CEDAR HILL NURSING AND REHAB CENTER has a staff turnover rate of 34%, which is about average for Florida nursing homes (state average: 46%). Moderate turnover is common in nursing homes, but families should still ask about staff tenure and how the facility maintains care continuity when employees leave.

Was Cedar Hill Nursing And Rehab Center Ever Fined?

CEDAR HILL NURSING AND REHAB CENTER has been fined $21,921 across 2 penalty actions. This is below the Florida average of $33,298. While any fine indicates a compliance issue, fines under $50,000 are relatively common and typically reflect isolated problems that were subsequently corrected. Families should ask what specific issues led to these fines and confirm they've been resolved.

Is Cedar Hill Nursing And Rehab Center on Any Federal Watch List?
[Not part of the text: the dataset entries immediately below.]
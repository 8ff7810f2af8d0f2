//! Logic behind the view template helpers.

use std::fmt;
use std::str::FromStr;

use chrono::{DateTime, Utc};
use serde::{Deserialize, Serialize};
use serde_json::Value;

pub const DEFAULT_TRUNCATE_LENGTH: usize = 140;

/// Shorten `text` to at most `length` chars on a word boundary, marked with `...`.
pub fn truncate(text: &str, length: usize) -> String {
    if text.chars().count() <= length {
        return text.to_string();
    }
    let head: String = text.chars().take(length.saturating_sub(1)).collect();
    let cut = head.rfind(' ').unwrap_or(0);
    format!("{}...", &head[..cut])
}

/// Loose equality of two template values, the way `==` behaves in the views.
pub fn if_eq(a: &Value, b: &Value) -> bool {
    match (a, b) {
        (Value::Null, Value::Null) => true,
        (Value::Null, _) | (_, Value::Null) => false,
        (Value::Bool(x), Value::Bool(y)) => x == y,
        (Value::String(x), Value::String(y)) => x == y,
        (Value::Number(_), Value::Number(_))
        | (Value::Number(_), Value::String(_))
        | (Value::String(_), Value::Number(_))
        | (Value::Bool(_), Value::Number(_) | Value::String(_))
        | (Value::Number(_) | Value::String(_), Value::Bool(_)) => {
            match (to_number(a), to_number(b)) {
                (Some(x), Some(y)) => x == y,
                _ => false,
            }
        }
        _ => a == b,
    }
}

fn to_number(v: &Value) -> Option<f64> {
    match v {
        Value::Number(n) => n.as_f64(),
        Value::Bool(b) => Some(if *b { 1.0 } else { 0.0 }),
        Value::String(s) => {
            let s = s.trim();
            if s.is_empty() {
                Some(0.0)
            } else {
                s.parse::<f64>().ok().filter(|n| !n.is_nan())
            }
        }
        _ => None,
    }
}

/// Strict equality between the helper argument and its `value=` hash option.
pub fn if_value(conditional: &Value, value: &Value) -> bool {
    conditional == value
}

pub fn if_array(item: &Value) -> bool {
    item.is_array()
}

#[derive(Clone, Copy, Debug, Default, Serialize, Deserialize, PartialEq, Eq)]
#[serde(rename_all = "lowercase")]
pub enum Locale {
    #[default]
    De,
    En,
}

#[derive(Debug, Clone, PartialEq, Eq)]
pub struct UnknownLocale(pub String);

impl fmt::Display for UnknownLocale {
    fn fmt(&self, f: &mut fmt::Formatter<'_>) -> fmt::Result {
        write!(f, "unsupported locale {:?}", self.0)
    }
}

impl std::error::Error for UnknownLocale {}

impl FromStr for Locale {
    type Err = UnknownLocale;

    fn from_str(s: &str) -> Result<Self, Self::Err> {
        let lowered = s.trim().to_lowercase();
        let language = lowered.split(['-', '_']).next().unwrap_or_default();
        match language {
            "de" => Ok(Locale::De),
            "en" => Ok(Locale::En),
            _ => Err(UnknownLocale(s.to_string())),
        }
    }
}

#[derive(Clone, Copy, Debug, PartialEq, Eq)]
enum Unit {
    Seconds,
    Minute,
    Minutes(i64),
    Hour,
    Hours(i64),
    Day,
    Days(i64),
    Month,
    Months(i64),
    Year,
    Years(i64),
}

/// "vor 3 Tagen" / "3 days ago" style formatting for a fixed locale.
#[derive(Clone, Copy, Debug, PartialEq, Eq)]
pub struct RelativeTimeFormatter {
    locale: Locale,
}

impl RelativeTimeFormatter {
    pub fn new(locale: Locale) -> Self {
        Self { locale }
    }

    pub fn from_now(&self, date: DateTime<Utc>, now: DateTime<Utc>) -> String {
        let diff_ms = (date - now).num_milliseconds();
        let phrase = self.phrase(bucket(diff_ms.unsigned_abs() as f64));
        let future = diff_ms > 0;
        match (self.locale, future) {
            (Locale::De, true) => format!("in {phrase}"),
            (Locale::De, false) => format!("vor {phrase}"),
            (Locale::En, true) => format!("in {phrase}"),
            (Locale::En, false) => format!("{phrase} ago"),
        }
    }

    fn phrase(&self, unit: Unit) -> String {
        match self.locale {
            // With a suffix German needs the dative forms.
            Locale::De => match unit {
                Unit::Seconds => "ein paar Sekunden".into(),
                Unit::Minute => "einer Minute".into(),
                Unit::Minutes(n) => format!("{n} Minuten"),
                Unit::Hour => "einer Stunde".into(),
                Unit::Hours(n) => format!("{n} Stunden"),
                Unit::Day => "einem Tag".into(),
                Unit::Days(n) => format!("{n} Tagen"),
                Unit::Month => "einem Monat".into(),
                Unit::Months(n) => format!("{n} Monaten"),
                Unit::Year => "einem Jahr".into(),
                Unit::Years(n) => format!("{n} Jahren"),
            },
            Locale::En => match unit {
                Unit::Seconds => "a few seconds".into(),
                Unit::Minute => "a minute".into(),
                Unit::Minutes(n) => format!("{n} minutes"),
                Unit::Hour => "an hour".into(),
                Unit::Hours(n) => format!("{n} hours"),
                Unit::Day => "a day".into(),
                Unit::Days(n) => format!("{n} days"),
                Unit::Month => "a month".into(),
                Unit::Months(n) => format!("{n} months"),
                Unit::Year => "a year".into(),
                Unit::Years(n) => format!("{n} years"),
            },
        }
    }
}

/// Threshold buckets: 45 s, 45 min, 22 h, 26 d, 11 months.
fn bucket(abs_ms: f64) -> Unit {
    let seconds = (abs_ms / 1_000.0).round();
    let minutes = (abs_ms / 60_000.0).round();
    let hours = (abs_ms / 3_600_000.0).round();
    let days_exact = abs_ms / 86_400_000.0;
    let days = days_exact.round();
    let months_exact = days_exact * 4_800.0 / 146_097.0;
    let months = months_exact.round();
    let years = (months_exact / 12.0).round();

    if seconds < 45.0 {
        Unit::Seconds
    } else if minutes <= 1.0 {
        Unit::Minute
    } else if minutes < 45.0 {
        Unit::Minutes(minutes as i64)
    } else if hours <= 1.0 {
        Unit::Hour
    } else if hours < 22.0 {
        Unit::Hours(hours as i64)
    } else if days <= 1.0 {
        Unit::Day
    } else if days < 26.0 {
        Unit::Days(days as i64)
    } else if months <= 1.0 {
        Unit::Month
    } else if months < 11.0 {
        Unit::Months(months as i64)
    } else if years <= 1.0 {
        Unit::Year
    } else {
        Unit::Years(years as i64)
    }
}
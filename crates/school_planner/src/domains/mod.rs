//! Domain modules for the planner.
//!
//! # Modules
//!
//! - [`calendar`]: Calendar page assembly
//! - [`courses`]: Course normalization and class grouping
//! - [`datetime`]: Wall-clock reinterpretation and ISO parsing
//! - [`helpers`]: View template helpers and relative time
//! - [`holidays`]: Holiday fetching and summer-holiday lookup
//! - [`school_year`]: Current school year resolution
//! - [`upload`]: Homework submission file upload
//! - [`videoconference`]: Videoconference UI state for events

pub mod calendar;
pub mod courses;
pub mod datetime;
pub mod helpers;
pub mod holidays;
pub mod school_year;
pub mod upload;
pub mod videoconference;

pub use courses::UNASSIGNED;
pub use holidays::HOLIDAY_COLOR;
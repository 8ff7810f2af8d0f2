//! School-year window derived from consecutive summer holidays.

use chrono::{DateTime, Datelike, TimeZone, Utc};
use chrono_tz::Tz;
use school_api_client::SchoolApiClient;
use serde::{Deserialize, Serialize};

use crate::domains::datetime::{DAY_MS, midpoint_millis};
use crate::domains::holidays::{Holiday, fetch_holidays, first_summer_holiday};
use crate::error::{PlannerError, PlannerResult};

#[derive(Clone, Copy, Debug, Serialize, Deserialize, PartialEq, Eq)]
#[serde(rename_all = "camelCase")]
pub struct SchoolYear {
    pub utc_start_date: i64,
    pub utc_end_date: i64,
}

impl SchoolYear {
    /// From the day after `previous_summer` ends to the day before `next_summer` starts.
    pub fn between(previous_summer: &Holiday, next_summer: &Holiday) -> Self {
        Self {
            utc_start_date: previous_summer.utc_end_date + DAY_MS,
            utc_end_date: next_summer.utc_start_date - DAY_MS,
        }
    }

    /// Display name used by the `/years` collection, e.g. `2023/24`.
    pub fn display_name(&self) -> PlannerResult<String> {
        let first = utc_year(self.utc_start_date)?;
        let second = utc_year(self.utc_end_date)?;
        Ok(format!("{}/{:02}", first, second.rem_euclid(100)))
    }

    /// Calendar years (in `tz`) of the start and end timestamps.
    pub fn calendar_years(&self, tz: &Tz) -> PlannerResult<(i32, i32)> {
        Ok((
            local_year(self.utc_start_date, tz)?,
            local_year(self.utc_end_date, tz)?,
        ))
    }
}

fn utc_year(ms: i64) -> PlannerResult<i32> {
    DateTime::<Utc>::from_timestamp_millis(ms)
        .map(|dt| dt.year())
        .ok_or_else(|| PlannerError::InvalidDate(format!("timestamp out of range: {ms}")))
}

fn local_year(ms: i64, tz: &Tz) -> PlannerResult<i32> {
    tz.timestamp_millis_opt(ms)
        .single()
        .map(|dt| dt.year())
        .ok_or_else(|| PlannerError::InvalidDate(format!("timestamp out of range: {ms}")))
}

/// Midpoint of a summer holiday over the parsed instants, not the reinterpreted values.
pub fn summer_midpoint(summer: &Holiday) -> i64 {
    midpoint_millis(summer.starts_at, summer.ends_at)
}

/// Which neighbouring calendar year closes the current school year.
#[derive(Clone, Copy, Debug, PartialEq, Eq)]
pub enum AdjacentYear {
    /// Before the summer midpoint: the school year began after last year's summer.
    Previous,
    /// From the midpoint on: the school year ends before next year's summer.
    Next,
}

pub fn adjacent_year(today_ms: i64, midpoint: i64) -> AdjacentYear {
    if today_ms < midpoint {
        AdjacentYear::Previous
    } else {
        AdjacentYear::Next
    }
}

pub async fn resolve_current_school_year(
    client: &dyn SchoolApiClient,
    tz: &Tz,
    today: &DateTime<Tz>,
    state_code: &str,
) -> PlannerResult<SchoolYear> {
    let year = today.year();
    let this_year = fetch_holidays(client, tz, year, state_code).await?;
    let this_summer = first_summer_holiday(&this_year, year, state_code)?;
    let midpoint = summer_midpoint(this_summer);

    let school_year = match adjacent_year(today.timestamp_millis(), midpoint) {
        AdjacentYear::Previous => {
            let previous = fetch_holidays(client, tz, year - 1, state_code).await?;
            let previous_summer = first_summer_holiday(&previous, year - 1, state_code)?;
            SchoolYear::between(previous_summer, this_summer)
        }
        AdjacentYear::Next => {
            let next = fetch_holidays(client, tz, year + 1, state_code).await?;
            let next_summer = first_summer_holiday(&next, year + 1, state_code)?;
            SchoolYear::between(this_summer, next_summer)
        }
    };
    tracing::debug!(
        %state_code,
        start = school_year.utc_start_date,
        end = school_year.utc_end_date,
        "school year resolved"
    );
    Ok(school_year)
}

#[cfg(test)]
mod tests {
    use super::*;
    use crate::domains::holidays::HOLIDAY_COLOR;

    fn summer(start: i64, end: i64) -> Holiday {
        Holiday {
            name: "Sommerferien".into(),
            color: HOLIDAY_COLOR.into(),
            utc_start_date: start,
            utc_end_date: end,
            year: None,
            state_code: "BE".into(),
            starts_at: start,
            ends_at: end,
        }
    }

    #[test]
    fn between_keeps_one_day_buffer() {
        let sy = SchoolYear::between(&summer(0, 10 * DAY_MS), &summer(300 * DAY_MS, 340 * DAY_MS));
        assert_eq!(sy.utc_start_date, 11 * DAY_MS);
        assert_eq!(sy.utc_end_date, 299 * DAY_MS);
        assert!(sy.utc_start_date < sy.utc_end_date);
    }

    #[test]
    fn display_name_uses_two_digit_second_year() {
        let sy = SchoolYear {
            utc_start_date: 1_693_008_000_000, // 2023-08-26
            utc_end_date: 1_720_656_000_000,   // 2024-07-11
        };
        assert_eq!(sy.display_name().unwrap(), "2023/24");

        let turn_of_century = SchoolYear {
            utc_start_date: 946_684_800_000 - 200 * DAY_MS, // mid 1999
            utc_end_date: 946_684_800_000 + 150 * DAY_MS,   // mid 2000
        };
        assert_eq!(turn_of_century.display_name().unwrap(), "1999/00");
    }

    #[test]
    fn adjacent_year_switches_at_midpoint() {
        assert_eq!(adjacent_year(99, 100), AdjacentYear::Previous);
        assert_eq!(adjacent_year(100, 100), AdjacentYear::Next);
        assert_eq!(adjacent_year(101, 100), AdjacentYear::Next);
    }

    #[test]
    fn midpoint_uses_parsed_instants() {
        let mut h = summer(1000, 2000);
        h.starts_at = 0;
        h.ends_at = 5;
        assert_eq!(summer_midpoint(&h), 3);
    }
}
//! Calendar page assembly.

use chrono::DateTime;
use chrono_tz::Tz;
use school_api_client::{SchoolApiClient, SchoolApiError};
use serde::Serialize;

use crate::domains::courses::{ClassTopicsRow, group_by_class, normalize_courses, populate_topics};
use crate::domains::datetime::local_to_utc_millis;
use crate::domains::holidays::{Holiday, fetch_holidays};
use crate::domains::school_year::{SchoolYear, resolve_current_school_year};
use crate::error::{PlannerError, PlannerResult};

pub const CALENDAR_TITLE: &str = "Kalender";

/// Non-holiday calendar entries.
#[derive(Clone, Debug, Serialize, PartialEq, Eq)]
#[serde(rename_all = "camelCase")]
pub struct OtherEvent {
    pub name: String,
    pub color: String,
    pub utc_start_date: i64,
    pub utc_end_date: i64,
}

/// Fixed list until school events are served by the API.
pub fn other_events() -> Vec<OtherEvent> {
    vec![OtherEvent {
        name: "Projektwoche".into(),
        color: "#e9e8e8".into(),
        utc_start_date: 1_548_633_600_000,
        utc_end_date: 1_548_979_200_000,
    }]
}

#[derive(Clone, Debug, Serialize, PartialEq, Eq)]
#[serde(rename_all = "camelCase")]
pub struct CalendarPayload {
    pub title: String,
    pub utc_today: i64,
    pub school_year: SchoolYear,
    pub class_topics_data: Vec<ClassTopicsRow>,
    pub holidays_data: Vec<Holiday>,
    pub other_events_data: Vec<OtherEvent>,
}

/// Federal state abbreviation of a school.
pub async fn federal_state(client: &dyn SchoolApiClient, school_id: &str) -> PlannerResult<String> {
    let school = client.get_school(school_id).await.map_err(|e| match e {
        SchoolApiError::NotFound(_) => PlannerError::SchoolNotFound(school_id.to_string()),
        other => PlannerError::UpstreamUnavailable(other),
    })?;
    school
        .federal_state
        .map(|state| state.abbreviation)
        .filter(|abbreviation| !abbreviation.is_empty())
        .ok_or_else(|| PlannerError::StateUnresolved(school_id.to_string()))
}

/// Holidays of both calendar years touched by the school year, kept when they overlap it.
pub async fn holidays_for_school_year(
    client: &dyn SchoolApiClient,
    tz: &Tz,
    school_year: &SchoolYear,
    state_code: &str,
) -> PlannerResult<Vec<Holiday>> {
    let (first_year, second_year) = school_year.calendar_years(tz)?;
    let mut holidays = fetch_holidays(client, tz, first_year, state_code).await?;
    if second_year != first_year {
        holidays.extend(fetch_holidays(client, tz, second_year, state_code).await?);
    }
    holidays.retain(|h| h.overlaps(school_year.utc_start_date, school_year.utc_end_date));
    Ok(holidays)
}

/// Id of the `/years` record matching the school year's display name.
pub async fn school_year_id(
    client: &dyn SchoolApiClient,
    school_year: &SchoolYear,
) -> PlannerResult<String> {
    let name = school_year.display_name()?;
    let years = client.find_school_years(&name).await?;
    years
        .into_iter()
        .next()
        .map(|year| year.id)
        .ok_or(PlannerError::SchoolYearNotFound(name))
}

pub async fn class_topics_data(
    client: &dyn SchoolApiClient,
    school_year: &SchoolYear,
) -> PlannerResult<Vec<ClassTopicsRow>> {
    let year_id = school_year_id(client, school_year).await?;
    let courses = client.get_courses(&year_id).await?;
    // Courses without a class in this school year come back with empty classIds.
    let rows = normalize_courses(&courses);
    tracing::debug!(%year_id, courses = courses.len(), rows = rows.len(), "courses normalized");
    let with_topics = populate_topics(rows).await;
    Ok(group_by_class(with_topics))
}

pub async fn build_calendar_payload(
    client: &dyn SchoolApiClient,
    tz: &Tz,
    today: &DateTime<Tz>,
    school_id: &str,
) -> PlannerResult<CalendarPayload> {
    let state_code = federal_state(client, school_id).await?;
    let school_year = resolve_current_school_year(client, tz, today, &state_code).await?;
    let holidays_data = holidays_for_school_year(client, tz, &school_year, &state_code).await?;
    let class_topics_data = class_topics_data(client, &school_year).await?;

    metrics::counter!("planner_calendar_builds_total").increment(1);
    tracing::info!(
        %school_id,
        %state_code,
        holidays = holidays_data.len(),
        classes = class_topics_data.len(),
        "calendar assembled"
    );

    Ok(CalendarPayload {
        title: CALENDAR_TITLE.to_string(),
        utc_today: local_to_utc_millis(today),
        school_year,
        class_topics_data,
        holidays_data,
        other_events_data: other_events(),
    })
}

#[cfg(test)]
mod tests {
    use super::*;

    #[test]
    fn other_events_stub_is_single_project_week() {
        let events = other_events();
        assert_eq!(events.len(), 1);
        assert_eq!(events[0].name, "Projektwoche");
        let json = serde_json::to_value(&events[0]).expect("json");
        assert_eq!(json["utcStartDate"], 1_548_633_600_000_i64);
        assert_eq!(json["utcEndDate"], 1_548_979_200_000_i64);
    }
}
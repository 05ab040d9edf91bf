use crate::error::ApiResult;
use crate::store::{NewPiece, Piece, PieceStore};
use axum::{
    extract::{rejection::JsonRejection, Json, Path, Query, State},
    http::StatusCode,
    routing::get,
    Router,
};
use chess_rules::Square;
use serde::Deserialize;
use sqlx::{Pool, Sqlite};
use tower_http::trace::TraceLayer;

#[derive(Clone)]
pub struct AppState {
    pub pieces: PieceStore,
}

#[derive(Debug, Default, Deserialize)]
pub struct MovesQuery {
    pub coordinate: Option<String>,
}

/// Build the API router over an already initialized database pool
pub fn router(db: Pool<Sqlite>) -> Router {
    let state = AppState {
        pieces: PieceStore::new(db),
    };

    Router::new()
        .route("/health", get(health))
        .route("/pieces", get(list_pieces).post(create_piece))
        .route("/pieces/{id}", get(get_piece))
        .route("/pieces/{id}/moves", get(piece_moves))
        .layer(TraceLayer::new_for_http())
        .with_state(state)
}

async fn health() -> &'static str {
    "ok"
}

async fn create_piece(
    State(state): State<AppState>,
    payload: Result<Json<NewPiece>, JsonRejection>,
) -> ApiResult<(StatusCode, Json<Piece>)> {
    let Json(request) = payload?;
    let piece = state.pieces.create(&request).await?;
    Ok((StatusCode::CREATED, Json(piece)))
}

async fn list_pieces(State(state): State<AppState>) -> ApiResult<Json<Vec<Piece>>> {
    Ok(Json(state.pieces.list().await?))
}

async fn get_piece(
    State(state): State<AppState>,
    Path(id): Path<i64>,
) -> ApiResult<Json<Piece>> {
    Ok(Json(state.pieces.get(id).await?))
}

/// Destinations for the piece standing on `?coordinate=`
///
/// The piece is looked up first, so an unknown id is a 404 even when the
/// coordinate is also bad.
async fn piece_moves(
    State(state): State<AppState>,
    Path(id): Path<i64>,
    Query(query): Query<MovesQuery>,
) -> ApiResult<Json<Vec<Square>>> {
    let piece = state.pieces.get(id).await?;
    let moves = chess_rules::legal_moves(piece.kind, query.coordinate.as_deref())?;

    tracing::debug!(
        id,
        kind = %piece.kind,
        coordinate = ?query.coordinate,
        count = moves.len(),
        "computed moves"
    );
    Ok(Json(moves))
}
CEDAR HILL NURSING AND REHAB CENTER is not on any federal watch list. The most significant is the Special Focus Facility (SFF) program, which identifies the bottom 1% of nursing homes nationally based on persistent, serious quality problems. Not being on this list means the facility has avoided the pattern of deficiencies that triggers enhanced federal oversight. This is a positive indicator, though families should still review the facility's inspection history directly.